Excessive Force
by digby
A bunch of readers have sent this story to me today and it fits in quite well with another than that several forwarded to me yesterday. First, we have a vast number of ER docs saying that based upon their observations of injuries, police often use excessive force:
In a survey of a random sample of U.S. emergency physicians, virtually all said they believed that law enforcement officers use excessive force to arrest and detain suspects. The sample included 315 respondents. While 99.8 percent believed excessive force is used, almost as many (97.8 percent) reported that they had managed cases that they suspected or that the patient stated had involved excessive use of force by law enforcement officers. Nearly two thirds (65.3 percent) estimated that they had treated two or more cases of suspected excessive use of force per year among their patients, according to a report of the survey published in the January 2009 issue of the Emergency Medicine Journal. Dr. Jared Strote of the University of Washington, Seattle, and a multicenter team also found that emergency physicians at public teaching hospitals were roughly four times more likely to report managing cases of suspected use of excessive force than those at university or community teaching emergency departments. Blunt trauma inflicted by fists or feet was the most common type of injury cited in cases of suspected use of excessive force, followed by “overly tight” handcuffs. Most emergency physicians (71.2 percent) admitted that they did not report cases of suspected use of excessive force by law enforcement officers. A large majority (96.5 percent) reported that they had no departmental policies on reporting their suspicions or they did not know of a policy to guide their actions, and 93.7 percent said they had received no education or training in dealing with these situations. However, most emergency physicians (69.5 percent) felt that it was within their scope of practice to refer cases of suspected use of excessive force for investigation and almost half (47.9 percent) felt that emergency physicians should be legally required to report cases of suspected use of excessive force by law enforcement officers.
Imagine if tasering were added into the definition of excessive force, as it should be. (It doesn’t usually leave marks, so these doctors don’t see it unless the person is one of the growing number of those who are injured thudding to the ground, suffer heart attacks or … die.)
And speaking of excessive force:
Two Newburgh Heights police officers and a dispatcher were indicted Tuesday on felonious assault charges for their roles in using a Taser on a drunken driving suspect.
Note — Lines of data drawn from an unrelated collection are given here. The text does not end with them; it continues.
//! In-process record store.

use crate::error::{Error, Result};
use crate::store::RecordStore;
use crate::types::{InstallStatusRecord, RecordKind, ServerRecord};
use std::collections::BTreeMap;
use std::sync::{Mutex, MutexGuard};

#[derive(Debug, Clone)]
enum Item {
    Server(ServerRecord),
    Status(InstallStatusRecord),
}

/// Record store backed by a map keyed like the real table.
#[derive(Debug, Default)]
pub struct MemoryStore {
    items: Mutex<BTreeMap<(String, RecordKind), Item>>,
}

impl MemoryStore {
    pub fn new() -> Self {
        Self::default()
    }

    /// Number of stored records of both kinds.
    pub fn len(&self) -> usize {
        self.lock().len()
    }

    pub fn is_empty(&self) -> bool {
        self.lock().is_empty()
    }

    /// Remove a server record, leaving its status records behind.
    pub fn remove_server(&self, instance_id: &str) -> Option<ServerRecord> {
        match self
            .lock()
            .remove(&(instance_id.to_string(), RecordKind::Server))
        {
            Some(Item::Server(record)) => Some(record),
            _ => None,
        }
    }

    fn lock(&self) -> MutexGuard<'_, BTreeMap<(String, RecordKind), Item>> {
        match self.items.lock() {
            Ok(guard) => guard,
            Err(poisoned) => poisoned.into_inner(),
        }
    }
}

impl RecordStore for MemoryStore {
    fn get_server(&self, instance_id: &str) -> Result<Option<ServerRecord>> {
        match self.lock().get(&(instance_id.to_string(), RecordKind::Server)) {
            Some(Item::Server(record)) => Ok(Some(record.clone())),
            Some(Item::Status(_)) => Err(Error::Corrupt {
                key: format!("{instance_id}/SERVER"),
                message: "status item stored under server key".to_string(),
            }),
            None => Ok(None),
        }
    }

    fn put_server(&self, record: &ServerRecord) -> Result<()> {
        self.lock().insert(
            (record.instance_id.clone(), RecordKind::Server),
            Item::Server(record.clone()),
        );
        Ok(())
    }

    fn list_servers(&self) -> Result<Vec<ServerRecord>> {
        Ok(self
            .lock()
            .values()
            .filter_map(|item| match item {
                Item::Server(record) => Some(record.clone()),
                Item::Status(_) => None,
            })
            .collect())
    }

    fn put_status(&self, record: &InstallStatusRecord) -> Result<()> {
        self.lock().insert(
            (record.instance_id.clone(), record.kind()),
            Item::Status(record.clone()),
        );
        Ok(())
    }

    fn get_status(
        &self,
        instance_id: &str,
        software_name: &str,
    ) -> Result<Option<InstallStatusRecord>> {
        let key = (
            instance_id.to_string(),
            RecordKind::Software(software_name.to_string()),
        );
        match self.lock().get(&key) {
            Some(Item::Status(record)) => Ok(Some(record.clone())),
            _ => Ok(None),
        }
    }

    fn list_statuses(&self) -> Result<Vec<InstallStatusRecord>> {
        Ok(self
            .lock()
            .values()
            .filter_map(|item| match item {
                Item::Status(record) => Some(record.clone()),
                Item::Server(_) => None,
            })
            .collect())
    }
}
Joseph Szelenyi, 31, of Newburgh Heights; Bobby Hoover, 32, of Brunswick; and dispatcher Christopher Minek, 25, of Strongsville are accused of hitting Kim Bankhead several times with a Taser during her arrest and processing following a traffic stop Nov. 25, 2007. Bankhead was driving away from the Crankshaft Bar with her ex-husband about 9 p.m. that evening when Hoover pulled her over. He said she smelled of alcohol and arrested her for operating a vehicle while intoxicated. Szelenyi drove up to assist. Szelenyi used a Taser twice while attempting to handcuff her and place her in the police car, said Ryan Miday, spokesman for Cuyahoga County prosecutor’s office. When they arrived at the station where Minek was working, they handcuffed Bankhead to a bench. Hoover then hit her twice with a Taser and Minek once, Miday said. At her Feb. 25 Municipal Court hearing, Bankhead pleaded no contest to operating a vehicle while intoxicated. Charges of disorderly conduct, driving in a prohibited area, failure to yield and resisting arrest were dismissed. Bankhead filed a civil suit in October against the city and three men. She is asking for $2 million.
The interesting thing about this is that they charged these officers with felonious assault with a taser. Cases like this could lead to some interesting legal reevaluation of weapon. After all, we’ve been told over and over again that there’s no harm in tasering — it’s just a little zap that doesn’t do anyone any harm. But if you can be indicted for using a taser as a weapon then someone, at least, sees that there is inherent harm in shooting people with electricity (it’s hard to believe that isn’t simple common sense) and that police should not be allowed to use them impunity any more than they can use a billy cub or a gun with impunity.
In most cases so far, the police are found to be not guilty of a crime, but at some point it’s going to become obvious that these are dangerous weapons and that standards have to be strictly enforced. This zap first and and ask questions later mentality (and the impending use of a new generation of weapons to quell dissent and break up lawful gatherings) is bound to bring these legal question to the fore. Let’s hope we haven’t gone so far down the torture rabbit hole that it’s too late.